- WHAT THIS TASK INVOLVES -
Copy out the lines of the material that include the string "AnimationPipeline".

- MATERIAL FOR THE TASK -
########

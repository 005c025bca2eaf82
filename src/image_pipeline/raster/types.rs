//! Raster data types

use std::fmt;

use crate::image_pipeline::common::error::{ProcessingError, Result};

/// A pixel with four 8-bit channels stored in blue, green, red, alpha order.
#[repr(C)]
#[derive(Debug, Clone, Copy, PartialEq, Eq, Hash, Default)]
pub struct Bgra {
    pub b: u8,
    pub g: u8,
    pub r: u8,
    pub a: u8,
}

impl Bgra {
    pub const TRANSPARENT: Bgra = Bgra::new(0, 0, 0, 0);

    pub const fn new(b: u8, g: u8, r: u8, a: u8) -> Self {
        Self { b, g, r, a }
    }

    pub const fn from_rgba(r: u8, g: u8, b: u8, a: u8) -> Self {
        Self { b, g, r, a }
    }

    pub const fn to_rgba(self) -> [u8; 4] {
        [self.r, self.g, self.b, self.a]
    }
}

/// An axis-aligned rectangle in pixel coordinates.
#[derive(Debug, Clone, Copy, PartialEq, Eq, Default)]
pub struct Rectangle {
    pub x: usize,
    pub y: usize,
    pub width: usize,
    pub height: usize,
}

impl Rectangle {
    pub const fn new(x: usize, y: usize, width: usize, height: usize) -> Self {
        Self {
            x,
            y,
            width,
            height,
        }
    }

    /// Exclusive right edge, `None` on overflow.
    pub fn right(&self) -> Option<usize> {
        self.x.checked_add(self.width)
    }

    /// Exclusive bottom edge, `None` on overflow.
    pub fn bottom(&self) -> Option<usize> {
        self.y.checked_add(self.height)
    }

    pub fn is_empty(&self) -> bool {
        self.width == 0 || self.height == 0
    }

    /// True when the rectangle lies inside a `width` x `height` area.
    pub fn fits_within(&self, width: usize, height: usize) -> bool {
        matches!((self.right(), self.bottom()), (Some(r), Some(b)) if r <= width && b <= height)
    }

    /// Overlap of two rectangles, or `None` if they do not intersect.
    pub fn intersect(&self, other: &Rectangle) -> Option<Rectangle> {
        let x = self.x.max(other.x);
        let y = self.y.max(other.y);
        let right = self.right()?.min(other.right()?);
        let bottom = self.bottom()?.min(other.bottom()?);
        if right <= x || bottom <= y {
            return None;
        }
        Some(Rectangle::new(x, y, right - x, bottom - y))
    }
}

impl fmt::Display for Rectangle {
    fn fmt(&self, f: &mut fmt::Formatter<'_>) -> fmt::Result {
        write!(f, "{}x{}+{}+{}", self.width, self.height, self.x, self.y)
    }
}

/// A row-major 2-D pixel buffer.
#[derive(Debug, Clone, PartialEq, Eq)]
pub struct Raster {
    width: usize,
    height: usize,
    pixels: Vec<Bgra>,
}

impl Raster {
    /// Creates a fully transparent raster.
    pub fn new(width: usize, height: usize) -> Self {
        Self::filled(width, height, Bgra::TRANSPARENT)
    }

    pub fn filled(width: usize, height: usize, pixel: Bgra) -> Self {
        Self {
            width,
            height,
            pixels: vec![pixel; width * height],
        }
    }

    pub fn from_pixels(width: usize, height: usize, pixels: Vec<Bgra>) -> Result<Self> {
        if width.checked_mul(height) != Some(pixels.len()) {
            return Err(ProcessingError::InvalidDimensions(width, height));
        }
        Ok(Self {
            width,
            height,
            pixels,
        })
    }

    /// Builds a raster from interleaved `[R, G, B, A, ...]` bytes.
    pub fn from_rgba_bytes(width: usize, height: usize, data: &[u8]) -> Result<Self> {
        if width.checked_mul(height).and_then(|n| n.checked_mul(4)) != Some(data.len()) {
            return Err(ProcessingError::InvalidDimensions(width, height));
        }
        let pixels = data
            .chunks_exact(4)
            .map(|p| Bgra::from_rgba(p[0], p[1], p[2], p[3]))
            .collect();
        Ok(Self {
            width,
            height,
            pixels,
        })
    }

    pub fn to_rgba_bytes(&self) -> Vec<u8> {
        self.pixels.iter().flat_map(|p| p.to_rgba()).collect()
    }

    pub fn width(&self) -> usize {
        self.width
    }

    pub fn height(&self) -> usize {
        self.height
    }

    pub fn bounds(&self) -> Rectangle {
        Rectangle::new(0, 0, self.width, self.height)
    }

    pub fn get(&self, x: usize, y: usize) -> Option<Bgra> {
        if x >= self.width || y >= self.height {
            return None;
        }
        Some(self.pixels[y * self.width + x])
    }

    pub fn set(&mut self, x: usize, y: usize, pixel: Bgra) -> bool {
        if x >= self.width || y >= self.height {
            return false;
        }
        self.pixels[y * self.width + x] = pixel;
        true
    }

    pub fn row(&self, y: usize) -> Option<&[Bgra]> {
        if y >= self.height {
            return None;
        }
        Some(&self.pixels[y * self.width..(y + 1) * self.width])
    }

    pub fn pixels(&self) -> &[Bgra] {
        &self.pixels
    }

    pub fn pixels_mut(&mut self) -> &mut [Bgra] {
        &mut self.pixels
    }

    pub fn into_pixels(self) -> Vec<Bgra> {
        self.pixels
    }
}
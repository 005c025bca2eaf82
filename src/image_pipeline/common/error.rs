use thiserror::Error;

use crate::image_pipeline::raster::Rectangle;

/// Boxed error returned by a caller-supplied frame processor.
pub type BoxedError = Box<dyn std::error::Error + Send + Sync + 'static>;

#[derive(Error, Debug)]
pub enum ProcessingError {
    #[error("Region {region} does not fit a {width}x{height} raster")]
    InvalidRegion {
        region: Rectangle,
        width: usize,
        height: usize,
    },

    #[error("Invalid image dimensions: width={0}, height={1}")]
    InvalidDimensions(usize, usize),

    #[error("Failed to decode animation: {0}")]
    DecodeError(String),

    #[error("Failed to quantize frame: {0}")]
    QuantizeError(String),

    #[error("Failed to encode animation: {0}")]
    EncodeError(String),

    #[error("Frame processor failed: {0}")]
    ProcessorError(#[source] BoxedError),

    #[error("Failed to read input file: {0}")]
    InputReadError(String),

    #[error("Failed to write output file: {0}")]
    OutputWriteError(String),

    #[error("Failed to build worker pool: {0}")]
    ThreadPoolError(String),

    #[error("IO error: {0}")]
    IoError(#[from] std::io::Error),
}

impl ProcessingError {
    /// Wraps an error raised inside a frame processor.
    pub fn processor(error: impl Into<BoxedError>) -> Self {
        Self::ProcessorError(error.into())
    }
}

pub type Result<T> = std::result::Result<T, ProcessingError>;
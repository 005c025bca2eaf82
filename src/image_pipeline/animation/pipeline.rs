use std::path::Path;

use tracing::{info, instrument};

use crate::image_pipeline::animation::format::AnimatedFormat;
use crate::image_pipeline::animation::gif_format::GifFormat;
use crate::image_pipeline::animation::types::AnimationConfig;
use crate::image_pipeline::common::error::{ProcessingError, Result};
use crate::image_pipeline::quantize::{NeuQuantizer, Quantizer};
use crate::image_pipeline::raster::Raster;

/// Decode, process, quantize and encode an animation one frame at a time.
///
/// Frames are handled strictly in source order; frame `i + 1` is not decoded
/// before frame `i` has been appended to the encoder.
pub struct AnimationPipeline<F: AnimatedFormat, Q: Quantizer> {
    format: F,
    quantizer: Q,
    config: AnimationConfig,
}

impl AnimationPipeline<GifFormat, NeuQuantizer> {
    pub fn new(config: AnimationConfig) -> Self {
        Self {
            format: GifFormat,
            quantizer: NeuQuantizer,
            config,
        }
    }
}

impl<F: AnimatedFormat, Q: Quantizer> AnimationPipeline<F, Q> {
    pub fn with_custom(format: F, quantizer: Q, config: AnimationConfig) -> Self {
        Self {
            format,
            quantizer,
            config,
        }
    }

    fn validate_dimensions(&self, raster: &Raster) -> Result<()> {
        if !self.config.validate_dimensions {
            return Ok(());
        }

        if raster.width() == 0 || raster.height() == 0 {
            return Err(ProcessingError::InvalidDimensions(raster.width(), raster.height()));
        }

        Ok(())
    }

    /// Runs `processor` on every frame of `input` and returns the re-encoded
    /// animation. Any error aborts the whole run without output.
    #[instrument(skip(self, input, processor), fields(input_size = input.len(), format = self.format.name()))]
    pub fn process<P>(&self, input: &[u8], mut processor: P) -> Result<Vec<u8>>
    where
        P: FnMut(Raster) -> Result<Raster>,
    {
        info!("Starting animation processing");

        let frames = {
            let _span = tracing::info_span!("decode").entered();
            self.format.decode(input, self.config.mode)?
        };
        let header = *frames.header();
        let mut sink = self.format.encoder(&header)?;

        let mut frame_count = 0usize;
        for frame in frames {
            let frame = frame?;
            let _span = tracing::info_span!("process_frame",
                index = frame_count,
                delay = frame.metadata.delay
            ).entered();

            // The decoded raster moves into the processor and is gone once it returns.
            let processed = frame.try_map(&mut processor)?;
            self.validate_dimensions(&processed.image)?;

            let quantized = {
                let _span = tracing::info_span!("quantize").entered();
                processed.try_map(|raster| self.quantizer.quantize(&raster, &self.config.quantizer))?
            };

            {
                let _span = tracing::info_span!("encode_frame").entered();
                sink.add_frame(quantized)?;
            }
            frame_count += 1;
        }

        let output = {
            let _span = tracing::info_span!("finish_encoding").entered();
            sink.finish()?
        };

        info!(
            frames = frame_count,
            width = header.width,
            height = header.height,
            output_size = output.len(),
            "Animation processing complete"
        );
        Ok(output)
    }

    /// File-to-file variant of [`process`](Self::process). The output file is
    /// only created once processing has succeeded.
    #[instrument(skip(self, input_path, output_path, processor))]
    pub fn process_file<P, A: AsRef<Path>, B: AsRef<Path>>(
        &self,
        input_path: A,
        output_path: B,
        processor: P,
    ) -> Result<()>
    where
        P: FnMut(Raster) -> Result<Raster>,
    {
        let input_path = input_path.as_ref();
        let output_path = output_path.as_ref();

        info!(
            input = %input_path.display(),
            output = %output_path.display(),
            "Processing file"
        );

        let input_data = {
            let _span = tracing::info_span!("read_input_file").entered();
            std::fs::read(input_path).map_err(|e| {
                ProcessingError::InputReadError(format!("{}: {}", input_path.display(), e))
            })?
        };

        let output = self.process(&input_data, processor)?;

        {
            let _span = tracing::info_span!("write_output_file").entered();
            std::fs::write(output_path, output).map_err(|e| {
                ProcessingError::OutputWriteError(format!("{}: {}", output_path.display(), e))
            })?;
        }

        Ok(())
    }

    pub fn config(&self) -> &AnimationConfig {
        &self.config
    }

    pub fn set_config(&mut self, config: AnimationConfig) {
        self.config = config;
    }
}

########

- EXERCISE RESULT -
pub struct AnimationPipeline<F: AnimatedFormat, Q: Quantizer> {
impl AnimationPipeline<GifFormat, NeuQuantizer> {
impl<F: AnimatedFormat, Q: Quantizer> AnimationPipeline<F, Q> {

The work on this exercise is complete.